Following the OpenAPI specification from the beginning also allows developers to get off the ground while building APIs faster because all the appropriate information is laid out.
Swagger Editor is great for quickly getting started with the OpenAPI specification. It’s clean, efficient, and armed with a number of features to help you design and document your RESTful interfaces, straight out of the box.
- The Editor works in any development environment, be it locally or in the web
- Validate your syntax for OpenAPI-compliance as you write it with concise feedback and error handling
- Render your API specification visually and interact with your API while still defining it
You can download the open source Swagger Editor for free, or get access to the editor in the SwaggerHub platform.
Step 2. Build
You’ve spent hours, days, weeks, months perfecting the perfect design for your API and now it’s finally time to start building. When building a house, it’s important to have the right team for your project, as well as the right tools. The same goes for building an API. There are a number of tools that can help you build out your API in an easy and efficient way.

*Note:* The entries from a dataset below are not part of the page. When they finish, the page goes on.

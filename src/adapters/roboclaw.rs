//! Drive motor adapter over a RoboClaw motor controller.
//!
//! Both channels carry the same train, so every command is sent to M1 and
//! M2 in lock-step.  Telemetry is taken from M1 (speed and encoder) plus
//! the board status word.  Any framing or I/O failure during a poll turns
//! the whole tick's status silent; retrying is left to the next tick.

use std::io::{Read, Write};

use log::{info, warn};

use crate::app::ports::MotorController;
use crate::drivers::roboclaw::{Channel, RoboClaw, split_status, status_flags};
use crate::error::MotorError;
use crate::fsm::context::{MotorStatus, RideCommand};

/// Deceleration used when a command carries no acceleration (`Hold`,
/// `Halt`), in QPPS/s.
pub const HALT_ACCELERATION: u32 = 20_000;

pub struct RoboClawMotorController<T> {
    driver: RoboClaw<T>,
    halt_acceleration: u32,
    commanded: i32,
    warnings: u32,
}

impl<T: Read + Write> RoboClawMotorController<T> {
    pub fn new(driver: RoboClaw<T>) -> Self {
        Self {
            driver,
            halt_acceleration: HALT_ACCELERATION,
            commanded: 0,
            warnings: 0,
        }
    }

    pub fn with_halt_acceleration(mut self, accel: u32) -> Self {
        self.halt_acceleration = accel.max(1);
        self
    }

    /// Zero both encoders and log the controller's identity.  Called once
    /// before the loop starts.
    pub fn initialise(&mut self) -> Result<(), MotorError> {
        let version = self.driver.read_version()?;
        let battery = self.driver.read_main_battery()?;
        let temperature = self.driver.read_temperature()?;
        let (m1_amps, m2_amps) = self.driver.read_currents()?;
        info!(
            "RoboClaw {version} | battery={battery:.1}V temp={temperature:.1}C \
             current={m1_amps:.2}A/{m2_amps:.2}A"
        );

        self.driver.set_encoder(Channel::M1, 0)?;
        self.driver.set_encoder(Channel::M2, 0)?;
        self.driver.speed_accel(Channel::M1, self.halt_acceleration, 0)?;
        self.driver.speed_accel(Channel::M2, self.halt_acceleration, 0)?;
        Ok(())
    }

    pub fn driver(&self) -> &RoboClaw<T> {
        &self.driver
    }

    fn poll(&mut self) -> Result<MotorStatus, MotorError> {
        let measured_velocity = self.driver.read_speed(Channel::M1)?;
        let encoder = self.driver.read_encoder(Channel::M1)?;
        let status = self.driver.read_status()?;

        let (errors, warnings) = split_status(status);
        if warnings != self.warnings {
            for name in status_flags(warnings & !self.warnings) {
                warn!("RoboClaw warning: {name}");
            }
            self.warnings = warnings;
        }

        Ok(MotorStatus {
            commanded_velocity: self.commanded,
            measured_velocity,
            position: i64::from(encoder.count),
            fault_code: (errors != 0).then_some(errors),
            comm_alive: true,
        })
    }
}

impl<T: Read + Write> MotorController for RoboClawMotorController<T> {
    fn command(&mut self, command: &RideCommand) -> Result<(), MotorError> {
        let accel = match command.acceleration {
            0 => self.halt_acceleration,
            a => a,
        };
        self.driver.speed_accel(Channel::M1, accel, command.velocity)?;
        if let Err(e) = self.driver.speed_accel(Channel::M2, accel, command.velocity) {
            // M1 took the new speed and M2 did not: pull M1 back to rest.
            if command.velocity != 0 {
                if let Err(halt) = self.driver.speed_accel(Channel::M1, self.halt_acceleration, 0) {
                    warn!("RoboClaw M1 halt after M2 failure: {halt}");
                }
            }
            return Err(e);
        }
        self.commanded = command.velocity;
        Ok(())
    }

    fn read_status(&mut self) -> MotorStatus {
        match self.poll() {
            Ok(status) => status,
            Err(e) => {
                warn!("RoboClaw poll failed: {e}");
                MotorStatus::silent()
            }
        }
    }
}
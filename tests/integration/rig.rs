//! Test rig: a [`RideService`] wired to the in-memory adapters and a
//! virtual-clock timer.

use rcc::adapters::{MemoryStatusSink, MockControlPanel, MockMotorController, MockThemingController};
use rcc::app::{RideService, TickOutcome};
use rcc::config::RideConfig;
use rcc::fsm::RideState;
use rcc::fsm::context::ControlPanelSnapshot;
use rcc::timer::{ManualTimer, TickSource};

pub struct Rig {
    pub service: RideService,
    pub timer: ManualTimer,
    pub motor: MockMotorController,
    pub panel: MockControlPanel,
    pub theming: MockThemingController,
    pub sink: MemoryStatusSink,
}

#[allow(dead_code)]
impl Rig {
    /// Rig whose panel holds key-armed, restraints-locked.
    pub fn new(config: RideConfig) -> Self {
        Self::with_panel(config, MockControlPanel::holding(ControlPanelSnapshot::ready()))
    }

    pub fn with_panel(config: RideConfig, panel: MockControlPanel) -> Self {
        Self {
            timer: ManualTimer::new(&config),
            motor: MockMotorController::new().with_period(config.tick_period()),
            panel,
            theming: MockThemingController::new(),
            sink: MemoryStatusSink::new(),
            service: RideService::new(config).expect("test config must be valid"),
        }
    }

    pub fn step(&mut self) -> TickOutcome {
        let tick = self.timer.wait_for_tick();
        self.service.tick(
            &tick,
            &mut self.motor,
            &mut self.panel,
            &mut self.theming,
            &mut self.sink,
        )
    }

    /// Run one tick with `snapshot` on the console.
    pub fn step_with(&mut self, snapshot: ControlPanelSnapshot) -> TickOutcome {
        self.panel.push(snapshot);
        self.step()
    }

    /// Step until `done` holds, at most `limit` ticks.
    pub fn run_until(
        &mut self,
        limit: u64,
        done: impl Fn(&TickOutcome) -> bool,
    ) -> Option<TickOutcome> {
        for _ in 0..limit {
            let out = self.step();
            if done(&out) {
                return Some(out);
            }
        }
        None
    }

    /// Arm on tick 1, dispatch on tick 2, then run until `Running`.
    pub fn drive_to_running(&mut self) -> TickOutcome {
        assert_eq!(self.step().snapshot.state, RideState::Armed);
        assert_eq!(self.step_with(dispatch()).snapshot.state, RideState::Dispatching);
        self.run_until(10_000, |o| o.snapshot.state == RideState::Running)
            .expect("ride never reached Running")
    }
}

/// Ready console with the dispatch button held.
pub fn dispatch() -> ControlPanelSnapshot {
    ControlPanelSnapshot {
        dispatch_requested: true,
        ..ControlPanelSnapshot::ready()
    }
}

/// Ready console with the reset button held and e-stop released.
pub fn reset() -> ControlPanelSnapshot {
    ControlPanelSnapshot {
        reset_requested: true,
        ..ControlPanelSnapshot::ready()
    }
}

pub fn estop() -> ControlPanelSnapshot {
    ControlPanelSnapshot {
        estop_asserted: true,
        ..ControlPanelSnapshot::ready()
    }
}

/// 50 ms ticks; 10 dispatch ticks, 40 run ticks, 10 ramp ticks.
pub fn short_cycle() -> RideConfig {
    RideConfig {
        tick_period_ms: 50,
        dispatch_ms: 500,
        run_ms: 2_000,
        stop_ramp_ms: 500,
        ..RideConfig::default()
    }
}
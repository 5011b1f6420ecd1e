//! Recording show controller.

use log::info;

use crate::app::ports::ThemingController;
use crate::error::ThemingError;
use crate::fsm::context::Cue;

/// Show status as reported by the theming system.
#[derive(Debug, Clone, Copy, PartialEq, Eq)]
pub enum ShowStatus {
    NotStarted,
    On,
    Off,
}

impl ShowStatus {
    pub fn as_str(self) -> &'static str {
        match self {
            Self::NotStarted => "not-started",
            Self::On => "on",
            Self::Off => "off",
        }
    }
}

/// Keeps every cue it was given and tracks whether the show is running.
#[derive(Debug, Clone)]
pub struct MockThemingController {
    cues: Vec<Cue>,
    status: ShowStatus,
    failing: bool,
}

impl Default for MockThemingController {
    fn default() -> Self {
        Self::new()
    }
}

impl MockThemingController {
    pub fn new() -> Self {
        Self {
            cues: Vec::new(),
            status: ShowStatus::NotStarted,
            failing: false,
        }
    }

    /// Refuse every cue from now on.
    pub fn set_failing(&mut self, failing: bool) {
        self.failing = failing;
    }

    /// Cues accepted, oldest first.
    pub fn cues(&self) -> &[Cue] {
        &self.cues
    }

    pub fn status(&self) -> ShowStatus {
        self.status
    }
}

impl ThemingController for MockThemingController {
    fn trigger(&mut self, cue: &Cue) -> Result<(), ThemingError> {
        if self.failing {
            return Err(ThemingError::OutputWrite {
                line: "mock",
                reason: "theming offline".into(),
            });
        }
        match cue {
            Cue::ShowStart | Cue::RideRunning => self.status = ShowStatus::On,
            Cue::ShowStop | Cue::ShowAbort => self.status = ShowStatus::Off,
            Cue::Ready | Cue::Timed(_) => {}
        }
        info!("SHOW | cue={cue:?} status={}", self.status.as_str());
        self.cues.push(*cue);
        Ok(())
    }
}
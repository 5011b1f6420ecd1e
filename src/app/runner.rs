//! Control loop: owns the timer and the adapters and drives
//! [`RideService`] one tick at a time.
//!
//! Cancellation is cooperative.  The stop flag is checked before each
//! wait, so an in-flight tick always completes.  On exit the ride is
//! halted through [`RideService::shutdown`].

use std::sync::atomic::{AtomicBool, Ordering};

use log::info;

use crate::timer::{LoopStats, TickSource};

use super::ports::{ControlPanel, MotorController, StatusSink, ThemingController};
use super::service::RideService;
use super::status::StatusSnapshot;

/// Why [`ControlLoop::run`] returned.
#[derive(Debug, Clone, Copy, PartialEq, Eq)]
pub enum StopReason {
    /// The stop flag was raised.
    Requested,
    /// The tick limit was reached.
    TickLimit,
}

/// Summary of a finished run.
#[derive(Debug, Clone, Copy, PartialEq, Eq)]
pub struct RunReport {
    pub ticks: u64,
    pub reason: StopReason,
    pub last: Option<StatusSnapshot>,
}

/// The timer, the adapters and the service, wired together.
pub struct ControlLoop<T, M, P, Th, S> {
    service: RideService,
    timer: T,
    motor: M,
    panel: P,
    theming: Th,
    sink: S,
    stats: LoopStats,
    max_ticks: Option<u64>,
}

impl<T, M, P, Th, S> ControlLoop<T, M, P, Th, S>
where
    T: TickSource,
    M: MotorController,
    P: ControlPanel,
    Th: ThemingController,
    S: StatusSink,
{
    pub fn new(service: RideService, timer: T, motor: M, panel: P, theming: Th, sink: S) -> Self {
        Self {
            service,
            timer,
            motor,
            panel,
            theming,
            sink,
            stats: LoopStats::new(),
            max_ticks: None,
        }
    }

    /// Stop on its own after `limit` ticks.
    pub fn with_max_ticks(mut self, limit: Option<u64>) -> Self {
        self.max_ticks = limit;
        self
    }

    /// Tick until `stop` is raised or the tick limit is reached.
    pub fn run(&mut self, stop: &AtomicBool) -> RunReport {
        let interval = u64::from(self.service.config().telemetry_interval_ticks);
        let mut ticks = 0u64;

        info!(
            "Control loop running at {} ms per tick",
            self.timer.period().as_millis()
        );

        let reason = loop {
            if stop.load(Ordering::Relaxed) {
                break StopReason::Requested;
            }
            if self.max_ticks.is_some_and(|limit| ticks >= limit) {
                break StopReason::TickLimit;
            }

            let tick = self.timer.wait_for_tick();
            self.stats.record(&tick);
            let outcome = self.service.tick(
                &tick,
                &mut self.motor,
                &mut self.panel,
                &mut self.theming,
                &mut self.sink,
            );
            ticks += 1;

            if tick.index % interval == 0 {
                info!(
                    "LOOP | state={:?} fault={} | {}",
                    outcome.snapshot.state,
                    outcome.snapshot.fault,
                    self.stats.summary()
                );
            }
        };

        info!("Control loop stopping ({reason:?}) after {ticks} ticks");
        self.service.shutdown(&mut self.motor, &mut self.theming);

        RunReport {
            ticks,
            reason,
            last: self.service.last_snapshot().copied(),
        }
    }

    pub fn motor(&self) -> &M {
        &self.motor
    }

    pub fn theming(&self) -> &Th {
        &self.theming
    }

    pub fn sink(&self) -> &S {
        &self.sink
    }
}
//! Integration tests for fault handling: every safety rule routed through
//! the service, latching, and operator reset.

use std::time::Duration;

use crate::rig::{Rig, dispatch, estop, reset, short_cycle};

use rcc::adapters::MockControlPanel;
use rcc::config::RideConfig;
use rcc::fsm::RideState;
use rcc::fsm::context::{ControlPanelSnapshot, Cue, Profile};
use rcc::safety::{FaultKind, SafetyFault, SeverityOrder};

// ── E-stop ───────────────────────────────────────────────────

#[test]
fn estop_while_running_halts_in_same_tick() {
    let mut rig = Rig::new(short_cycle());
    rig.drive_to_running();

    let out = rig.step_with(estop());
    assert_eq!(out.snapshot.fault, SafetyFault::EStopPressed);
    assert_eq!(out.snapshot.state, RideState::EmergencyStop);
    assert_eq!(out.snapshot.command.velocity, 0);
    assert_eq!(out.snapshot.command.profile, Profile::Halt);
    assert_eq!(out.snapshot.cue, Some(Cue::ShowAbort));
    assert_eq!(rig.motor.last_command().map(|c| c.velocity), Some(0));
}

#[test]
fn estop_from_idle_latches() {
    let mut rig = Rig::new(RideConfig::default());
    let out = rig.step_with(estop());
    assert_eq!(out.snapshot.state, RideState::EmergencyStop);
}

#[test]
fn estop_reset_requires_release_and_reset() {
    let mut rig = Rig::new(short_cycle());
    rig.drive_to_running();
    rig.step_with(estop());

    // Still pressed: reset refused.
    let held = rig.step_with(ControlPanelSnapshot {
        reset_requested: true,
        ..estop()
    });
    assert_eq!(held.snapshot.state, RideState::EmergencyStop);

    // Released, no reset: stays latched with the fault cleared.
    let released = rig.step();
    assert_eq!(released.snapshot.state, RideState::EmergencyStop);
    assert_eq!(released.snapshot.fault, SafetyFault::None);

    let out = rig.step_with(reset());
    assert_eq!(out.snapshot.state, RideState::Idle);
    assert!(out.snapshot.is_stationary_command());
}

#[test]
fn unreadable_panel_counts_as_estop() {
    use rcc::app::ControlPanel;
    use rcc::error::PanelError;

    struct Flaky(MockControlPanel, u32);
    impl ControlPanel for Flaky {
        fn read(&mut self) -> Result<ControlPanelSnapshot, PanelError> {
            self.1 += 1;
            if self.1 == 3 {
                return Err(PanelError::InputRead {
                    line: "estop",
                    reason: "gpio vanished".into(),
                });
            }
            self.0.read()
        }
    }

    let config = short_cycle();
    let mut timer = rcc::timer::ManualTimer::new(&config);
    let mut service = rcc::app::RideService::new(config).unwrap();
    let mut motor = rcc::adapters::MockMotorController::new();
    let mut panel = Flaky(MockControlPanel::holding(ControlPanelSnapshot::ready()), 0);
    panel.0.push(ControlPanelSnapshot::ready());
    panel.0.push(dispatch());
    let mut theming = rcc::adapters::MockThemingController::new();
    let mut sink = rcc::adapters::MemoryStatusSink::new();

    let mut states = Vec::new();
    for _ in 0..3 {
        use rcc::timer::TickSource;
        let out = service.tick(&timer.wait_for_tick(), &mut motor, &mut panel, &mut theming, &mut sink);
        states.push((out.snapshot.state, out.snapshot.fault));
    }
    assert_eq!(
        states,
        vec![
            (RideState::Armed, SafetyFault::None),
            (RideState::Dispatching, SafetyFault::None),
            (RideState::EmergencyStop, SafetyFault::EStopPressed),
        ]
    );
}

// ── Motor controller fault ───────────────────────────────────

#[test]
fn motor_fault_during_tick_10_stops_on_tick_11() {
    let config = RideConfig {
        dispatch_ms: 200,
        ..short_cycle()
    };
    let mut rig = Rig::new(config);
    // Controller raises code 7 while handling the tick-10 command.
    rig.motor.fault_after_commands(10, 7);

    rig.step();
    rig.step_with(dispatch());
    for _ in 3..=10 {
        rig.step();
    }
    let tick10 = rig.sink.last().copied().unwrap();
    assert_eq!(tick10.tick, 10);
    assert_eq!(tick10.state, RideState::Running);
    assert_eq!(tick10.fault, SafetyFault::None);

    let out = rig.step();
    assert_eq!(out.snapshot.tick, 11);
    assert_eq!(out.snapshot.fault, SafetyFault::MotorFault(7));
    assert_eq!(out.snapshot.state, RideState::EmergencyStop);
    assert_eq!(out.snapshot.command.velocity, 0);
}

#[test]
fn motor_fault_blocks_reset_until_cleared() {
    let mut rig = Rig::new(short_cycle());
    rig.motor.set_fault(Some(0x20));
    assert_eq!(rig.step().snapshot.state, RideState::EmergencyStop);

    assert_eq!(rig.step_with(reset()).snapshot.state, RideState::EmergencyStop);

    // Reset still held when the fault clears: no new press, stays latched.
    rig.motor.set_fault(None);
    let held = rig.step_with(reset());
    assert_eq!(held.snapshot.fault, SafetyFault::None);
    assert_eq!(held.snapshot.state, RideState::EmergencyStop);

    rig.step();
    assert_eq!(rig.step_with(reset()).snapshot.state, RideState::Idle);
}

// ── Communication ────────────────────────────────────────────

#[test]
fn four_silent_ticks_with_threshold_three_fault_on_tick_four() {
    let config = RideConfig {
        comm_timeout_ticks: 3,
        ..RideConfig::default()
    };
    let mut rig = Rig::new(config);
    rig.motor.go_silent_for(4);

    for tick in 1..=3 {
        let out = rig.step();
        assert_eq!(out.snapshot.tick, tick);
        assert_eq!(out.snapshot.fault, SafetyFault::None, "tick {tick}");
        assert!(!out.snapshot.motor.comm_alive);
    }
    let out = rig.step();
    assert_eq!(out.snapshot.tick, 4);
    assert_eq!(out.snapshot.fault, SafetyFault::CommTimeout);
    assert_eq!(out.snapshot.state, RideState::Fault);
}

#[test]
fn fault_reset_waits_for_comm_to_return() {
    let mut rig = Rig::new(RideConfig::default());
    rig.motor.set_silent(true);
    rig.run_until(10, |o| o.snapshot.state == RideState::Fault)
        .expect("no comm fault");

    let refused = rig.step_with(reset());
    assert_eq!(refused.snapshot.state, RideState::Fault);
    assert_eq!(refused.snapshot.fault, SafetyFault::CommTimeout);

    rig.motor.set_silent(false);
    rig.step();
    let out = rig.step_with(reset());
    assert_eq!(out.snapshot.state, RideState::Idle);
    assert_eq!(out.snapshot.fault, SafetyFault::None);
}

#[test]
fn fault_state_holds_without_reset() {
    let mut rig = Rig::new(RideConfig::default());
    rig.motor.go_silent_for(10);
    rig.run_until(20, |o| o.snapshot.state == RideState::Fault);
    for _ in 0..20 {
        let out = rig.step();
        assert_eq!(out.snapshot.state, RideState::Fault);
        assert!(out.snapshot.is_stationary_command());
    }
}

// ── Over speed ───────────────────────────────────────────────

#[test]
fn speed_equal_to_ceiling_is_allowed() {
    let config = short_cycle();
    let ceiling = config.overspeed_ceiling;
    let mut rig = Rig::new(config);
    rig.drive_to_running();

    rig.motor.override_velocity(Some(ceiling));
    let out = rig.step();
    assert_eq!(out.snapshot.fault, SafetyFault::None);
    assert_eq!(out.snapshot.state, RideState::Running);
}

#[test]
fn speed_one_above_ceiling_faults() {
    let config = short_cycle();
    let ceiling = config.overspeed_ceiling;
    let mut rig = Rig::new(config);
    rig.drive_to_running();

    rig.motor.override_velocity(Some(ceiling + 1));
    let out = rig.step();
    assert_eq!(out.snapshot.fault, SafetyFault::OverSpeed(ceiling + 1));
    assert_eq!(out.snapshot.state, RideState::Fault);
    assert_eq!(out.snapshot.command.velocity, 0);
}

#[test]
fn reverse_over_speed_faults() {
    let config = short_cycle();
    let ceiling = config.overspeed_ceiling;
    let mut rig = Rig::new(config);
    rig.motor.override_velocity(Some(-ceiling - 1));
    assert_eq!(rig.step().snapshot.state, RideState::Fault);
}

// ── Timing ───────────────────────────────────────────────────

#[test]
fn overrun_faults_and_is_reported() {
    let mut rig = Rig::new(RideConfig::default());
    rig.step();
    rig.timer.inject_delay(Duration::from_millis(200));

    let out = rig.step();
    assert_eq!(out.snapshot.overrun, Some(Duration::from_millis(200)));
    assert_eq!(out.snapshot.fault, SafetyFault::TickOverrun(200));
    assert_eq!(out.snapshot.state, RideState::Fault);

    // Next tick is on schedule again.
    let next = rig.step();
    assert_eq!(next.snapshot.overrun, None);
    assert_eq!(next.snapshot.fault, SafetyFault::None);
    assert_eq!(next.snapshot.state, RideState::Fault);
}

#[test]
fn overrun_below_threshold_is_not_reported() {
    let mut rig = Rig::new(RideConfig::default());
    // Threshold is 3 × 50 ms.
    rig.timer.inject_delay(Duration::from_millis(150));
    let out = rig.step();
    assert_eq!(out.snapshot.overrun, None);
    assert_eq!(out.snapshot.fault, SafetyFault::None);
}

#[test]
fn overrun_only_reported_when_not_fatal() {
    let config = RideConfig {
        fault_on_overrun: false,
        ..RideConfig::default()
    };
    let mut rig = Rig::new(config);
    rig.timer.inject_delay(Duration::from_millis(400));
    let out = rig.step();
    assert_eq!(out.snapshot.overrun, Some(Duration::from_millis(400)));
    assert_eq!(out.snapshot.fault, SafetyFault::None);
    assert_eq!(out.snapshot.state, RideState::Armed);
}

#[test]
fn stalled_cycle_times_out() {
    let config = RideConfig {
        fault_on_overrun: false,
        ..short_cycle()
    };
    let max_cycle = Duration::from_millis(u64::from(config.max_cycle_ms));
    let mut rig = Rig::new(config);
    rig.drive_to_running();

    rig.timer.inject_delay(max_cycle);
    let out = rig.step();
    assert_eq!(out.snapshot.fault, SafetyFault::CycleTimeout);
    assert_eq!(out.snapshot.state, RideState::Fault);
}

#[test]
fn stop_that_never_settles_times_out() {
    let config = RideConfig {
        max_cycle_ms: 3_000,
        ..short_cycle()
    };
    let limit = 2 * config.ticks_for(config.max_cycle_ms);
    let mut rig = Rig::new(config);
    rig.drive_to_running();
    rig.run_until(1_000, |o| o.snapshot.state == RideState::Stopping)
        .expect("never stopped");

    // Train keeps rolling above the settle tolerance.
    rig.motor.override_velocity(Some(500));
    let out = rig
        .run_until(limit, |o| o.snapshot.state != RideState::Stopping)
        .expect("stuck in Stopping");
    assert_eq!(out.snapshot.fault, SafetyFault::CycleTimeout);
    assert_eq!(out.snapshot.state, RideState::Fault);
    assert!(out.snapshot.elapsed_in_state.is_zero());
}

// ── Severity ─────────────────────────────────────────────────

fn estop_and_silence(config: RideConfig) -> (RideState, SafetyFault) {
    let mut rig = Rig::with_panel(config, MockControlPanel::holding(estop()));
    rig.motor.set_silent(true);
    let mut last = None;
    for _ in 0..4 {
        last = Some(rig.step());
    }
    let s = last.unwrap().snapshot;
    (s.state, s.fault)
}

#[test]
fn estop_outranks_comm_timeout_by_default() {
    let (state, fault) = estop_and_silence(RideConfig::default());
    assert_eq!(fault, SafetyFault::EStopPressed);
    assert_eq!(state, RideState::EmergencyStop);
}

#[test]
fn severity_order_override_changes_reported_fault() {
    let order = SeverityOrder::new(&[
        FaultKind::CommTimeout,
        FaultKind::EStopPressed,
        FaultKind::MotorFault,
        FaultKind::TickOverrun,
        FaultKind::OverSpeed,
        FaultKind::CycleTimeout,
    ])
    .unwrap();
    let (state, fault) = estop_and_silence(RideConfig {
        severity_order: order,
        ..RideConfig::default()
    });
    assert_eq!(fault, SafetyFault::CommTimeout);
    assert_eq!(state, RideState::Fault);
}
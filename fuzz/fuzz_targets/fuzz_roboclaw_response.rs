//! Fuzz target: RoboClaw response decoding
//!
//! Treats the input as a controller reply to a read command and checks
//! that the decoder never panics, and that anything it accepts is a
//! strict prefix of the input whose CRC re-encodes to the trailing bytes.
//!
//! cargo fuzz run fuzz_roboclaw_response

#![no_main]

use libfuzzer_sys::fuzz_target;
use rcc::drivers::roboclaw::{DEFAULT_ADDRESS, checksum, cmd, decode_read, encode_write};

fuzz_target!(|data: &[u8]| {
    let Some((&command, response)) = data.split_first() else {
        return;
    };

    if let Ok(payload) = decode_read(DEFAULT_ADDRESS, command, response) {
        assert_eq!(payload.len() + 2, response.len());
        let mut header = vec![DEFAULT_ADDRESS, command];
        header.extend_from_slice(payload);
        let crc = checksum(&header).to_be_bytes();
        assert_eq!(&response[payload.len()..], &crc);
    }

    // Write frames either fit or are rejected; never panic.
    if let Ok(frame) = encode_write(DEFAULT_ADDRESS, cmd::M1SPEEDACCEL, response) {
        assert_eq!(frame.len(), response.len() + 4);
    }
});
//! Serial TTY setup for the motor controllers.
//!
//! ## Dual-target design
//!
//! On Linux with the `hardware` feature: opens the device with
//! `O_NOCTTY`, puts it in raw mode at the requested baud rate and sets a
//! read timeout via `VMIN = 0` / `VTIME`, so a silent controller makes
//! `read` return 0 instead of blocking the loop.
//! Elsewhere: [`open`] returns `Unsupported`.

use std::fs::File;
use std::io;
use std::path::{Path, PathBuf};
use std::time::Duration;

use log::{info, warn};

/// Ports tried in order when none is given on the command line.
pub const DEFAULT_PORTS: [&str; 3] = ["/dev/ttyAMA1", "/dev/ttyACM0", "/dev/ttyACM1"];

/// Read timeout applied to the TTY.  Must stay below one tick.
pub const READ_TIMEOUT: Duration = Duration::from_millis(20);

/// Open `path` as a raw serial port.
#[cfg(all(target_os = "linux", feature = "hardware"))]
pub fn open(path: &Path, baud: u32, timeout: Duration) -> io::Result<File> {
    use nix::fcntl::OFlag;
    use nix::sys::termios::{
        FlushArg, SetArg, SpecialCharacterIndices, cfmakeraw, cfsetspeed, tcflush, tcgetattr,
        tcsetattr,
    };
    use std::os::unix::fs::OpenOptionsExt;

    let file = std::fs::OpenOptions::new()
        .read(true)
        .write(true)
        .custom_flags(OFlag::O_NOCTTY.bits())
        .open(path)?;

    let mut tio = tcgetattr(&file)?;
    cfmakeraw(&mut tio);
    cfsetspeed(&mut tio, baud_rate(baud)?)?;
    // VTIME counts tenths of a second.
    let deciseconds = timeout.as_millis().div_ceil(100).clamp(1, 255) as u8;
    tio.control_chars[SpecialCharacterIndices::VMIN as usize] = 0;
    tio.control_chars[SpecialCharacterIndices::VTIME as usize] = deciseconds;
    tcsetattr(&file, SetArg::TCSANOW, &tio)?;
    tcflush(&file, FlushArg::TCIOFLUSH)?;

    Ok(file)
}

#[cfg(not(all(target_os = "linux", feature = "hardware")))]
pub fn open(path: &Path, _baud: u32, _timeout: Duration) -> io::Result<File> {
    Err(io::Error::new(
        io::ErrorKind::Unsupported,
        format!("serial port {} needs Linux and the `hardware` feature", path.display()),
    ))
}

#[cfg(all(target_os = "linux", feature = "hardware"))]
fn baud_rate(baud: u32) -> io::Result<nix::sys::termios::BaudRate> {
    use nix::sys::termios::BaudRate;
    Ok(match baud {
        9_600 => BaudRate::B9600,
        19_200 => BaudRate::B19200,
        38_400 => BaudRate::B38400,
        57_600 => BaudRate::B57600,
        115_200 => BaudRate::B115200,
        230_400 => BaudRate::B230400,
        460_800 => BaudRate::B460800,
        other => {
            return Err(io::Error::new(
                io::ErrorKind::InvalidInput,
                format!("unsupported baud rate {other}"),
            ));
        }
    })
}

/// Try each candidate in order and return the first that opens.
pub fn open_first(candidates: &[PathBuf], baud: u32) -> io::Result<(PathBuf, File)> {
    let mut last = io::Error::new(io::ErrorKind::NotFound, "no serial port candidates");
    for path in candidates {
        match open(path, baud, READ_TIMEOUT) {
            Ok(file) => {
                info!("Serial port {} open at {baud} baud", path.display());
                return Ok((path.clone(), file));
            }
            Err(e) => {
                warn!("Serial port {} unavailable: {e}", path.display());
                last = e;
            }
        }
    }
    Err(last)
}

/// [`DEFAULT_PORTS`] as paths.
pub fn default_candidates() -> Vec<PathBuf> {
    DEFAULT_PORTS.iter().map(PathBuf::from).collect()
}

One of the tools that an API developer should always have in their tool box, especially when building with the OAS, is Swagger Codegen. The Swagger Codegen is another open source tool that allows API developers to quickly prototype APIs by generating boilerplate code in over 30 different languages.
Step 3. Inspect
This step is crucial to success. It’s very important that your project, whether it is a home or an API, be tested and inspected for bugs and defects. When working with a home inspection, there are usually a set of requirements that are needed to pass an inspection.
There are plenty of companies out there who don’t test their APIs. Similarly, we assume building inspectors are supposed to make sure construction on a new home is on point. But that doesn’t always happen in reality.
There are pros and cons to creating something that is just “good enough” versus “perfect.” In software, shipping a first product that is “good enough” is a perfectly acceptable work flow for some, but you should make sure that it’s “good enough” to be useable.
Swagger wants to make sure all APIs are “good enough” to pass the usability tests, so that’s one of the reasons why we built Swagger Inspector. It’s an online API testing tool that quickly validates your API works as it should.
If you make sure you’re shipping a product that meets all of the requirements, you’ll be better off in the long run.
Step 4. Describe and document
Fantastic, you’re done with your project.
It’s been inspected and passed with flying colors, and now you’re ready to put it on the market for everyone to see. Your first reaction is going to be to just put it up and let your API speak for itself. Avoid this!
Documenting your project is very important to the end user. In our house example, you want a description of the square footage, neighborhood it’s in, number of bedrooms and bathrooms, appliance type in the kitchen, the beautiful natural light in the kitchen, etc. Pictures can be deceiving, so spelling it out for potential buyers is key here.
The same goes for your API. Documentation is hard to do, but the payoff of providing an API that’s easy to use is well worth the investment. Guide them through the options so that they don’t have to make assumptions and then get upset when their assumptions are incorrect.
Be explicit about what you are offering and how it works, and people will be happier with the results because they won’t feel as if they’ve been misled.
Luckily for developers everywhere, Swagger UI allows you to visualize and interact with the API’s resources without having any of the implementation logic in place. It’s automatically generated from your OpenAPI specification, with the visual documentation making it easy for back end implementation and client-side consumption. It allows end developers to effortlessly interact and try out every single operation your API exposes for easy consumption. See how it works here.
Step 5. Put it on the market
Your finished product has been tested and inspected and is ready to be unveiled to the public! You’ve put yourself in a great position by creating something that is built with a sturdy foundation and is well documented so that anyone who looks at will know exactly what is inside.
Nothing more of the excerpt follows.